┌──

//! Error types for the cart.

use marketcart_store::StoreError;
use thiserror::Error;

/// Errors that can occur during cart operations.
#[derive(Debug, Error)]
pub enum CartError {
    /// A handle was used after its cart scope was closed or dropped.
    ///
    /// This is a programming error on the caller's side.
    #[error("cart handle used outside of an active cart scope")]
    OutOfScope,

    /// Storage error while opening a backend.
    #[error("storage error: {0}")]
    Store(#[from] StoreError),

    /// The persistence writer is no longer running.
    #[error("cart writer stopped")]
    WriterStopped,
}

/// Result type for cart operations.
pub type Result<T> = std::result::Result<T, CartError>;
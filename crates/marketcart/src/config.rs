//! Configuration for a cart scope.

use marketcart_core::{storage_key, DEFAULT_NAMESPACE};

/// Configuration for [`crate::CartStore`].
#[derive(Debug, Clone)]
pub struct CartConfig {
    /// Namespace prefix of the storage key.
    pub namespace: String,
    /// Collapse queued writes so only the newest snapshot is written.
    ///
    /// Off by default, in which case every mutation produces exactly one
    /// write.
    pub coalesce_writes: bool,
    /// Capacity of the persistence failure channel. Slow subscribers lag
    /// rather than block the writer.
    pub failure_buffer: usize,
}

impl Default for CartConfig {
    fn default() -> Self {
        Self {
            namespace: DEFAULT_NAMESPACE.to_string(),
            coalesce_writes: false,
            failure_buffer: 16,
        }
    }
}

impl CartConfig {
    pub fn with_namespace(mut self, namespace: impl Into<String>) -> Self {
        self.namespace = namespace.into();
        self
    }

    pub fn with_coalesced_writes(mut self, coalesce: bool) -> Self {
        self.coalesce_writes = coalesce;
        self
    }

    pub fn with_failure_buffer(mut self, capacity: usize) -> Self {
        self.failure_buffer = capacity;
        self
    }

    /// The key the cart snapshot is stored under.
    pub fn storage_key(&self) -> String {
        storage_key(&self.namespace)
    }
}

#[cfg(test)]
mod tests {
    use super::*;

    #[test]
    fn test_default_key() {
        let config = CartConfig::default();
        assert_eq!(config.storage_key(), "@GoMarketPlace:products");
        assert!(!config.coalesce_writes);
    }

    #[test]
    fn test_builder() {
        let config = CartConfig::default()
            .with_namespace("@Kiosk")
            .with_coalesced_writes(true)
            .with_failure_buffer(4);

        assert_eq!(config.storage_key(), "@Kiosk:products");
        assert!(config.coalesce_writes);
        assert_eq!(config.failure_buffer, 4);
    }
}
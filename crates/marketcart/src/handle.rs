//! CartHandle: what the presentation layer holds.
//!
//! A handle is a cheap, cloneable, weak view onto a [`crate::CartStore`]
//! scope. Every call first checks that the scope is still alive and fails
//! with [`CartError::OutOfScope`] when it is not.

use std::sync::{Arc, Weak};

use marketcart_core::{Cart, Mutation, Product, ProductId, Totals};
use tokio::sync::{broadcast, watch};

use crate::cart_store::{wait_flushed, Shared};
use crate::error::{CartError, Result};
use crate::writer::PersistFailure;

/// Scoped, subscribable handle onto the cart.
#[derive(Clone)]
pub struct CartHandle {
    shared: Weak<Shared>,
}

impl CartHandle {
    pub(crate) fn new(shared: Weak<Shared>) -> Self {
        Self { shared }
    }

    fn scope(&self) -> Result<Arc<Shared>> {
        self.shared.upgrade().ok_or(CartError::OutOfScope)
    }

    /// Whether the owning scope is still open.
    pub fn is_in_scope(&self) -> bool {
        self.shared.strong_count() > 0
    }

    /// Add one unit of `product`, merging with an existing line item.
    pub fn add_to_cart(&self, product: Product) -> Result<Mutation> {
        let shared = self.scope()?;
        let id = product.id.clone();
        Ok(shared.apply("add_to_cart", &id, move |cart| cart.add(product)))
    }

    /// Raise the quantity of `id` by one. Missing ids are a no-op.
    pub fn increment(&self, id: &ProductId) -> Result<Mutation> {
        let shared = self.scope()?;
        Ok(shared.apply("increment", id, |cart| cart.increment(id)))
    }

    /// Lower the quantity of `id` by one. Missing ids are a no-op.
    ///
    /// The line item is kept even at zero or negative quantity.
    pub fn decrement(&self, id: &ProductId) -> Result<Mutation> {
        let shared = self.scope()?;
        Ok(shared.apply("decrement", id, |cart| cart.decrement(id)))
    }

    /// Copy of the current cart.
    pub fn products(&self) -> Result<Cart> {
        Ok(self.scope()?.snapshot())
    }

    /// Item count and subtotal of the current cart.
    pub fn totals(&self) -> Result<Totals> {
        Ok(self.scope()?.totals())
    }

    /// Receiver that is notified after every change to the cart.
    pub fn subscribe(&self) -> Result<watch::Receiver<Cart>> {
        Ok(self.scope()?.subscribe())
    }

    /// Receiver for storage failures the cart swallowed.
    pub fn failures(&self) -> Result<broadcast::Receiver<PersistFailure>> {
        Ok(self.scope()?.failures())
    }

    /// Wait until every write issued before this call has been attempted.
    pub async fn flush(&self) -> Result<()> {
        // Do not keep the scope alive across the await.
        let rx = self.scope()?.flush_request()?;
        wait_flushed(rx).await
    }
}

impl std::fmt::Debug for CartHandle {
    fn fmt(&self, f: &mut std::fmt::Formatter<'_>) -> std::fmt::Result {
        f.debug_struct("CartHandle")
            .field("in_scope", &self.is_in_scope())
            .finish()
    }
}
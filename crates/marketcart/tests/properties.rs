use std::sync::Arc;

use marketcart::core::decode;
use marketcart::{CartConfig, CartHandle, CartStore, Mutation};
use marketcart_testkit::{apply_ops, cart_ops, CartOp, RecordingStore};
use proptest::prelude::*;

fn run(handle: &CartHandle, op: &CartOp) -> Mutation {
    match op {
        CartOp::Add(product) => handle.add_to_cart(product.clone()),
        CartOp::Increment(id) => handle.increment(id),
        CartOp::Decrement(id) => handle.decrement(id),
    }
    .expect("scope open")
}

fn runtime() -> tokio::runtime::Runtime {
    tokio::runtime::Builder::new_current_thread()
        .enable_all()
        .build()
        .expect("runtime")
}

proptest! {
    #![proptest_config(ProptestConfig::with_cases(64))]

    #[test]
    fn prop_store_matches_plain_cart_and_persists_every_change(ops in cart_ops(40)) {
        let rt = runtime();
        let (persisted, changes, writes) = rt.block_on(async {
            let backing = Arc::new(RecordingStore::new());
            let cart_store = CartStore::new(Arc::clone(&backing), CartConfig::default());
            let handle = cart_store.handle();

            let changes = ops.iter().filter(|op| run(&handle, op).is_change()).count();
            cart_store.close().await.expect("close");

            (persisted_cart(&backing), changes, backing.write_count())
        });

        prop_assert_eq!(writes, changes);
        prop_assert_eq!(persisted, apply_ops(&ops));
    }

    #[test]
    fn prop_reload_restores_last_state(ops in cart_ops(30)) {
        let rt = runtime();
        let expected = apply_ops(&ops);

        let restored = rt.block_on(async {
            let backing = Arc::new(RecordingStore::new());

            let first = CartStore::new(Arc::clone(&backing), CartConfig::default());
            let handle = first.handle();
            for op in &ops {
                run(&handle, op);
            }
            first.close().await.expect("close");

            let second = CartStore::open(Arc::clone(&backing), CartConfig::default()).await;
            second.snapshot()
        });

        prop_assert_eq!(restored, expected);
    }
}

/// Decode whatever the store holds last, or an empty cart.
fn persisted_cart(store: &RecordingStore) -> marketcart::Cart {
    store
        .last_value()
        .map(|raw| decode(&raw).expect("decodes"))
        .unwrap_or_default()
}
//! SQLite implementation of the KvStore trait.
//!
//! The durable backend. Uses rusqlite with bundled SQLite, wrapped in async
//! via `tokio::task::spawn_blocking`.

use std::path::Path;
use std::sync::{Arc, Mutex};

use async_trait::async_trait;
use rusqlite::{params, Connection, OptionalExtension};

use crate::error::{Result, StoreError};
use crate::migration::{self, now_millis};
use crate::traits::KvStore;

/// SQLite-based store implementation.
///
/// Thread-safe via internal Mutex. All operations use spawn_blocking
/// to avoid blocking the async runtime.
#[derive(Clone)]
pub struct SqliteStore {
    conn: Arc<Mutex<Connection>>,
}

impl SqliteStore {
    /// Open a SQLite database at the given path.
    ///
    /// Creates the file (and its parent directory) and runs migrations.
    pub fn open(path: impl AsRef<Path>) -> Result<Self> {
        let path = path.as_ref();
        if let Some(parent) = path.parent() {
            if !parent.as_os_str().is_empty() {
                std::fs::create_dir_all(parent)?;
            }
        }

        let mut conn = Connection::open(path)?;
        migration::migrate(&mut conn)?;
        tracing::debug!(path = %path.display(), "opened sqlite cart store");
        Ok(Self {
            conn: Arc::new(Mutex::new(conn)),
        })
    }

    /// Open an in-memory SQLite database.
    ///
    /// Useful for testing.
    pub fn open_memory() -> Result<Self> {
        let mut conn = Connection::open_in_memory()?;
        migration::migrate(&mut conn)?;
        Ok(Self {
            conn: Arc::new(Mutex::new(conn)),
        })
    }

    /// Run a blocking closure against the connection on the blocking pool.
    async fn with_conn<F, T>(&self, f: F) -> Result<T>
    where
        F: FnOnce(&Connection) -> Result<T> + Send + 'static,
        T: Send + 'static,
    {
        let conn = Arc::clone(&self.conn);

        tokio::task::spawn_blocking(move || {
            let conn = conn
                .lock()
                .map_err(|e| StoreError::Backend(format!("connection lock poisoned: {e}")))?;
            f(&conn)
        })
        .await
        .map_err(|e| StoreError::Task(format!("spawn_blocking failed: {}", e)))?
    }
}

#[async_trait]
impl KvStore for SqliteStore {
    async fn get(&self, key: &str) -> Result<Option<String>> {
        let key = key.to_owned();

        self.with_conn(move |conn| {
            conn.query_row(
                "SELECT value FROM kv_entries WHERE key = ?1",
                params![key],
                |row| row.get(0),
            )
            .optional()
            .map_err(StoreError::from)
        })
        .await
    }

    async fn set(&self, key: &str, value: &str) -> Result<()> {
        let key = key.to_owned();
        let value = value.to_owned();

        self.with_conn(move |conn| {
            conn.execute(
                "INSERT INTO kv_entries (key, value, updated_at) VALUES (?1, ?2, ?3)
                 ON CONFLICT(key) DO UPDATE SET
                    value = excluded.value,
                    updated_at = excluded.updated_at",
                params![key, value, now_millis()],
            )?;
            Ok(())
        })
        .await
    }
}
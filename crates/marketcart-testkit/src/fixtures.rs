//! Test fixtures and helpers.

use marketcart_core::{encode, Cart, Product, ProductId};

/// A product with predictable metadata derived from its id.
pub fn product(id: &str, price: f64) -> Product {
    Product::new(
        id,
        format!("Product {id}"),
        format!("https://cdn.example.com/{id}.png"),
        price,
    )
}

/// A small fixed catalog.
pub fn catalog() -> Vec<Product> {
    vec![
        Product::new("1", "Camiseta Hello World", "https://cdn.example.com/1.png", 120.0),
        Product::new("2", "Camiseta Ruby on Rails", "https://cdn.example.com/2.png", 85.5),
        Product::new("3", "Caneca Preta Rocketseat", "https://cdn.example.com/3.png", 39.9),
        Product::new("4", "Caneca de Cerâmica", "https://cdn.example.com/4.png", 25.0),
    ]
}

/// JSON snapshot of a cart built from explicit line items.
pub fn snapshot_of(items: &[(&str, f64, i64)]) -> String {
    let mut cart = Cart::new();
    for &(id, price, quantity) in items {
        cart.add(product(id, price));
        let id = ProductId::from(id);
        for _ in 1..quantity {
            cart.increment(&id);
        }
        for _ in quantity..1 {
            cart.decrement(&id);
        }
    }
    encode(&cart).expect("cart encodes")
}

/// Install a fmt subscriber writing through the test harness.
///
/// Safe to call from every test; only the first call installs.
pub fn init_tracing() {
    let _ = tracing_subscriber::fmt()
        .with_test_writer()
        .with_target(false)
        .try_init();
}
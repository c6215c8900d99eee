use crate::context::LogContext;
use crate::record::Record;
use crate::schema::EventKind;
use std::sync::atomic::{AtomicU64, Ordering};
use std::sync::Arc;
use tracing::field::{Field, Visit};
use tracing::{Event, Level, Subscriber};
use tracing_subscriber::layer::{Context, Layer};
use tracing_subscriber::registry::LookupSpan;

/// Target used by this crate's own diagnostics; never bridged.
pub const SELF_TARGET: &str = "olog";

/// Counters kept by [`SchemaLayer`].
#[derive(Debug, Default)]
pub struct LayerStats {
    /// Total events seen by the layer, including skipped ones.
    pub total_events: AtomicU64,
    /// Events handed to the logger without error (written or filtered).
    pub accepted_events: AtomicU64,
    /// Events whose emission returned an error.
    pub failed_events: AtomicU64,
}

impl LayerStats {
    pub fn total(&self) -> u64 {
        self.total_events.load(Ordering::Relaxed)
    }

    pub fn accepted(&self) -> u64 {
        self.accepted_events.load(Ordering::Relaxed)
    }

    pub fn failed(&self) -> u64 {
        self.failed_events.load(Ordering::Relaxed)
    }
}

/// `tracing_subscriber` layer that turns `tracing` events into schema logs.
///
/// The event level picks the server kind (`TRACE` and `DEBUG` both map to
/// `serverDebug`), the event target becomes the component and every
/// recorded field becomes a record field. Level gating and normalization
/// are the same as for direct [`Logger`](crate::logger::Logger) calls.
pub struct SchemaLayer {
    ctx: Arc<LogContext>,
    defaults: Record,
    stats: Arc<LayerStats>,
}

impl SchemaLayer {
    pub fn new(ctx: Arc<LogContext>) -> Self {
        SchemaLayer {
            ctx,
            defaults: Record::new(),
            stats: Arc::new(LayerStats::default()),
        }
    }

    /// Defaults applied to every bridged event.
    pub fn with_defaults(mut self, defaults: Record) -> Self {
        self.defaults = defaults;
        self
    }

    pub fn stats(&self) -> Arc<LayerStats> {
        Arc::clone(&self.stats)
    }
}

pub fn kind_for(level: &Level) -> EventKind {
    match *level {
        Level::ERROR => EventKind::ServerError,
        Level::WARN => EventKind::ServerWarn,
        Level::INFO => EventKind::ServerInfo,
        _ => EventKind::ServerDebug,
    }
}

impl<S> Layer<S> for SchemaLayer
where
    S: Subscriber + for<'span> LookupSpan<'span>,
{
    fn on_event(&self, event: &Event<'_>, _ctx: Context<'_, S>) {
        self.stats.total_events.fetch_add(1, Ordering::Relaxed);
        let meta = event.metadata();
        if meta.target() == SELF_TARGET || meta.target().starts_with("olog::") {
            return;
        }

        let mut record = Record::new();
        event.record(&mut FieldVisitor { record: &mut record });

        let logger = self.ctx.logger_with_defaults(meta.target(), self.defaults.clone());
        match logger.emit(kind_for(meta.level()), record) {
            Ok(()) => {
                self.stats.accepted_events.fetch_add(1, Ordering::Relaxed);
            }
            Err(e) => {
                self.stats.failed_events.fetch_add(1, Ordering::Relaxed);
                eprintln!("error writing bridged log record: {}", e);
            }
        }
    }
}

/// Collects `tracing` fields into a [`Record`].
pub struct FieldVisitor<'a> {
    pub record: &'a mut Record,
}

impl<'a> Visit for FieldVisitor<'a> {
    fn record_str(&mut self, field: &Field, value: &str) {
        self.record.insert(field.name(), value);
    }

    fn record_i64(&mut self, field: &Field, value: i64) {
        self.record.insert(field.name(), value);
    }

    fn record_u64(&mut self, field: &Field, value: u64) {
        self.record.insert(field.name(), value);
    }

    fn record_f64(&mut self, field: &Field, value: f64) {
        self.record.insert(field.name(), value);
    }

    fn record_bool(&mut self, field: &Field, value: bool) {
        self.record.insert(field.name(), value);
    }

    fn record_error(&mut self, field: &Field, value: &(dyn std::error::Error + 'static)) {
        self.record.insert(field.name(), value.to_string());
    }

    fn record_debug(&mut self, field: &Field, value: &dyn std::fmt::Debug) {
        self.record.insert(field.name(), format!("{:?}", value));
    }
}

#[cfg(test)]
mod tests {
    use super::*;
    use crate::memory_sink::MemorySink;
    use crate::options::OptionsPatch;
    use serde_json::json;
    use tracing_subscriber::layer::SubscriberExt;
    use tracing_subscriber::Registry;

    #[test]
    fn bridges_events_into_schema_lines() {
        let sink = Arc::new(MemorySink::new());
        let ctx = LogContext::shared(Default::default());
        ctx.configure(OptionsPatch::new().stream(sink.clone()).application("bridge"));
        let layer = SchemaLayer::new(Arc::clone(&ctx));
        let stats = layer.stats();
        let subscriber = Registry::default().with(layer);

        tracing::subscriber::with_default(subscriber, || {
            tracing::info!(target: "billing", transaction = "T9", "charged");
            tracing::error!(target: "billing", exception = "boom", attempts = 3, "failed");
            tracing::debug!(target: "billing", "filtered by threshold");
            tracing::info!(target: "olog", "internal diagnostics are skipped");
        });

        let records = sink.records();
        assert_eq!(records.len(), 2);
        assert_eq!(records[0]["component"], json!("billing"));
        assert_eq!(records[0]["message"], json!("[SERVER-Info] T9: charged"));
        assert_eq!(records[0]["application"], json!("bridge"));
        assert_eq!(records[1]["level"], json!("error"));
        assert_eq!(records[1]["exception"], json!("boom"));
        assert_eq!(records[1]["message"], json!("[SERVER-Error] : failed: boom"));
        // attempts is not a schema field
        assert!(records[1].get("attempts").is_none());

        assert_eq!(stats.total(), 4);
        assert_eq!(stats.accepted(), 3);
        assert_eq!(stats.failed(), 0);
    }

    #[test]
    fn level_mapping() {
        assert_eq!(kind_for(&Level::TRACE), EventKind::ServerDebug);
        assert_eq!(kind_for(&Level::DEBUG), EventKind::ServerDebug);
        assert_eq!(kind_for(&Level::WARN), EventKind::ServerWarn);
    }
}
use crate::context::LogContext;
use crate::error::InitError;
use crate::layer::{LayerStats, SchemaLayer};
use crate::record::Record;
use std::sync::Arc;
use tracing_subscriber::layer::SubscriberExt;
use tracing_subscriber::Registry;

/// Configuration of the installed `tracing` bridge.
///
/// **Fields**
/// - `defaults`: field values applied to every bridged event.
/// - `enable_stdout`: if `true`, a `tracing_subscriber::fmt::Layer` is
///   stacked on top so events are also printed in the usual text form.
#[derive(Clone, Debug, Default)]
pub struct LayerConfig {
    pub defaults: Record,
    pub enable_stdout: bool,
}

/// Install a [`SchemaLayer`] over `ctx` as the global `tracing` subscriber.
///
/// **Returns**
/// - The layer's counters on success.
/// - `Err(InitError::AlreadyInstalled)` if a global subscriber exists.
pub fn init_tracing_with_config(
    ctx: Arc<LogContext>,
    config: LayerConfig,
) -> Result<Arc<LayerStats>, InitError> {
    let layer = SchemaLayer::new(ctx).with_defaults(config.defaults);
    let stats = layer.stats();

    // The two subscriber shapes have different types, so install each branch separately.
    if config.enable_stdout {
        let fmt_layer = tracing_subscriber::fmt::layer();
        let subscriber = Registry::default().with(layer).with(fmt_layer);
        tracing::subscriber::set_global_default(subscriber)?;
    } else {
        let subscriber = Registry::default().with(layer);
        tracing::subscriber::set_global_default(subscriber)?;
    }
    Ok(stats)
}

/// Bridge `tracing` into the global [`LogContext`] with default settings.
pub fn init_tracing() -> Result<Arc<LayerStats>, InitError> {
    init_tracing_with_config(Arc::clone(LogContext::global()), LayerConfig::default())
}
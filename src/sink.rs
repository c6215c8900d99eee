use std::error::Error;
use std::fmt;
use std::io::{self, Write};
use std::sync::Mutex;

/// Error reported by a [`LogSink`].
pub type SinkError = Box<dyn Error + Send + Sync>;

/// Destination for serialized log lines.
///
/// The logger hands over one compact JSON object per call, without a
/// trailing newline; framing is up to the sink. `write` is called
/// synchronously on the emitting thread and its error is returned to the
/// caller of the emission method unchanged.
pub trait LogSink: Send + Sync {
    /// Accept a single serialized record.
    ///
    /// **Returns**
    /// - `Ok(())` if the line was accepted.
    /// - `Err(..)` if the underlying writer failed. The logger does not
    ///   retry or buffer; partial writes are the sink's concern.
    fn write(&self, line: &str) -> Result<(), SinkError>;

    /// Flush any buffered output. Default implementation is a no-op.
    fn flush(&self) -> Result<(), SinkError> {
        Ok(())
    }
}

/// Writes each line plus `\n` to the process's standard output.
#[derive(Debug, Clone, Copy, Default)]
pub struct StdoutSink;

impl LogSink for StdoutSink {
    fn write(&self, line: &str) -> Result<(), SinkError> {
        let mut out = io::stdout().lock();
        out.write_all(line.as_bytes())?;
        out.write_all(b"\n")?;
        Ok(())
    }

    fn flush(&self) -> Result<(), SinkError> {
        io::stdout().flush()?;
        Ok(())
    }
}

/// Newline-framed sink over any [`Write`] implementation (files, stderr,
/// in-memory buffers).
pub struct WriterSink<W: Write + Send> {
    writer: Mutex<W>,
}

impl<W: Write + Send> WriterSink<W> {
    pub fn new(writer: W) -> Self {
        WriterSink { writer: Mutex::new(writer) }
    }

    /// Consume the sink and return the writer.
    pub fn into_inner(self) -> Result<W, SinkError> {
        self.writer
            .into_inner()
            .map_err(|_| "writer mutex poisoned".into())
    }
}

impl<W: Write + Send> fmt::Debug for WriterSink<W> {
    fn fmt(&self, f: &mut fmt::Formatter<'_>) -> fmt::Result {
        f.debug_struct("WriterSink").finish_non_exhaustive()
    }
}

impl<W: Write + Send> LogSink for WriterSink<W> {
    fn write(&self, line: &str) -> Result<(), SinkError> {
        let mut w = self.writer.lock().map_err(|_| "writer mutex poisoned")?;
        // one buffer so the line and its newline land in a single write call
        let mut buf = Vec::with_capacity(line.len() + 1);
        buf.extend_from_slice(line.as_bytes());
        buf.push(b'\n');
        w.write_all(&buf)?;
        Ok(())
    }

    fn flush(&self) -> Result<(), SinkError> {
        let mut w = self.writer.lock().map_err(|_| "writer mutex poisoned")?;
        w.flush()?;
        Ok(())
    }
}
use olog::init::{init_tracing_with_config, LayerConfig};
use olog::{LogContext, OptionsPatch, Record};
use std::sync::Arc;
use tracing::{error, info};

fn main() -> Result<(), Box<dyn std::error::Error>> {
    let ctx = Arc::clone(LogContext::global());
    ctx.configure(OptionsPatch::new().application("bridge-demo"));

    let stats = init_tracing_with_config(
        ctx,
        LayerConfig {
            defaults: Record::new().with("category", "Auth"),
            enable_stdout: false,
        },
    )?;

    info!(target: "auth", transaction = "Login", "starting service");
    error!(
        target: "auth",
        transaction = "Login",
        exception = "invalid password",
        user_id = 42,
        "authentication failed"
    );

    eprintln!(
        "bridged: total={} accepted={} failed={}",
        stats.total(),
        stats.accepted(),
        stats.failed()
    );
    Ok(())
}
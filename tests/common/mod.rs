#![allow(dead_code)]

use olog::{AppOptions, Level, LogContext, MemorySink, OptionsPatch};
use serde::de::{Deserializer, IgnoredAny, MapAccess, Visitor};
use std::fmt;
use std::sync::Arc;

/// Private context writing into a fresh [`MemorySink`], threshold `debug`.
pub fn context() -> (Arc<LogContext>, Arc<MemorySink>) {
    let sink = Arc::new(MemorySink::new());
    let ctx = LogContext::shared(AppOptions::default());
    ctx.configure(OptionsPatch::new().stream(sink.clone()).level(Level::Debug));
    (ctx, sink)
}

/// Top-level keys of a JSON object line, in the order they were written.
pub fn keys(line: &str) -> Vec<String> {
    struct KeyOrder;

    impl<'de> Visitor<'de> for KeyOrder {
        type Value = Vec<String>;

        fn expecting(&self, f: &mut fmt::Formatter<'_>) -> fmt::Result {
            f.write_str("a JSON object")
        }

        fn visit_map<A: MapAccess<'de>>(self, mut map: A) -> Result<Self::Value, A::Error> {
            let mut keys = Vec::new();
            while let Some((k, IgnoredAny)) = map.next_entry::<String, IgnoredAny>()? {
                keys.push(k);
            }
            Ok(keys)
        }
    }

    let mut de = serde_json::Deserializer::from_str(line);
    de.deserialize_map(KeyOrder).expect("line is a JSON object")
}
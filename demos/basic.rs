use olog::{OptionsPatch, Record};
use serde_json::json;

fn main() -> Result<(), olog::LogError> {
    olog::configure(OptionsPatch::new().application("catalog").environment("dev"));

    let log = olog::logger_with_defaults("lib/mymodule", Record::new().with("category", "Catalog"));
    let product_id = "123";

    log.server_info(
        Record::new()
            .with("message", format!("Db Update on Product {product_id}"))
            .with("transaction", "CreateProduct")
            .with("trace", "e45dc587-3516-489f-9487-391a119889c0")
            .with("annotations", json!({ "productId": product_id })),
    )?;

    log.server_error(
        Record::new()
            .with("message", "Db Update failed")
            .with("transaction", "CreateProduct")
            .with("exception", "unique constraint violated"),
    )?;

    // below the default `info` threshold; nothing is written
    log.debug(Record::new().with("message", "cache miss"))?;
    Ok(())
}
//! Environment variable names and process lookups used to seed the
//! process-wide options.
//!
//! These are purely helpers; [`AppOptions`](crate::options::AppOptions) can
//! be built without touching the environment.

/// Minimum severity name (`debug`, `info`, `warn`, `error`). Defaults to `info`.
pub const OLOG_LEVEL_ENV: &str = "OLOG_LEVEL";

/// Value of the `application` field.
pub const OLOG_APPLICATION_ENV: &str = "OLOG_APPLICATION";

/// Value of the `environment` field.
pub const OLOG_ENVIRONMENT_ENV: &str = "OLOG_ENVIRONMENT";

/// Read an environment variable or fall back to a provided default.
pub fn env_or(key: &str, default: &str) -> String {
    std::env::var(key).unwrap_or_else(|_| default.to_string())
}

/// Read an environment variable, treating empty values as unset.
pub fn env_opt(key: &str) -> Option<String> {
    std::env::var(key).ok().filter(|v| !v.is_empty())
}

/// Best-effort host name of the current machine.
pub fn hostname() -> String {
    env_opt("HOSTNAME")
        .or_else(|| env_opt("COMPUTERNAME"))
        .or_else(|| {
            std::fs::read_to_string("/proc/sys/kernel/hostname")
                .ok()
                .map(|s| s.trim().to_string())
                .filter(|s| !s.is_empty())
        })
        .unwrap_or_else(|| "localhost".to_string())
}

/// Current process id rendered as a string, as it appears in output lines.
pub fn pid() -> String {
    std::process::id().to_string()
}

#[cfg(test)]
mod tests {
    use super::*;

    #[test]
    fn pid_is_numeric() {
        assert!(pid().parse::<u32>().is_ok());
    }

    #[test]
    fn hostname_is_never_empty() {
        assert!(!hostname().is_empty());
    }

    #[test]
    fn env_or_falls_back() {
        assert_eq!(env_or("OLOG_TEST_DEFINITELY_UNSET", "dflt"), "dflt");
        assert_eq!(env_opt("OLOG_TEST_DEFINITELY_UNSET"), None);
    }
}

└──

Exercise brief →
In the entries above, find each line that includes the string "operations" and copy it.

Written solution →
/// Errors that can occur during cart operations.
/// Result type for cart operations.
/// Thread-safe via internal Mutex. All operations use spawn_blocking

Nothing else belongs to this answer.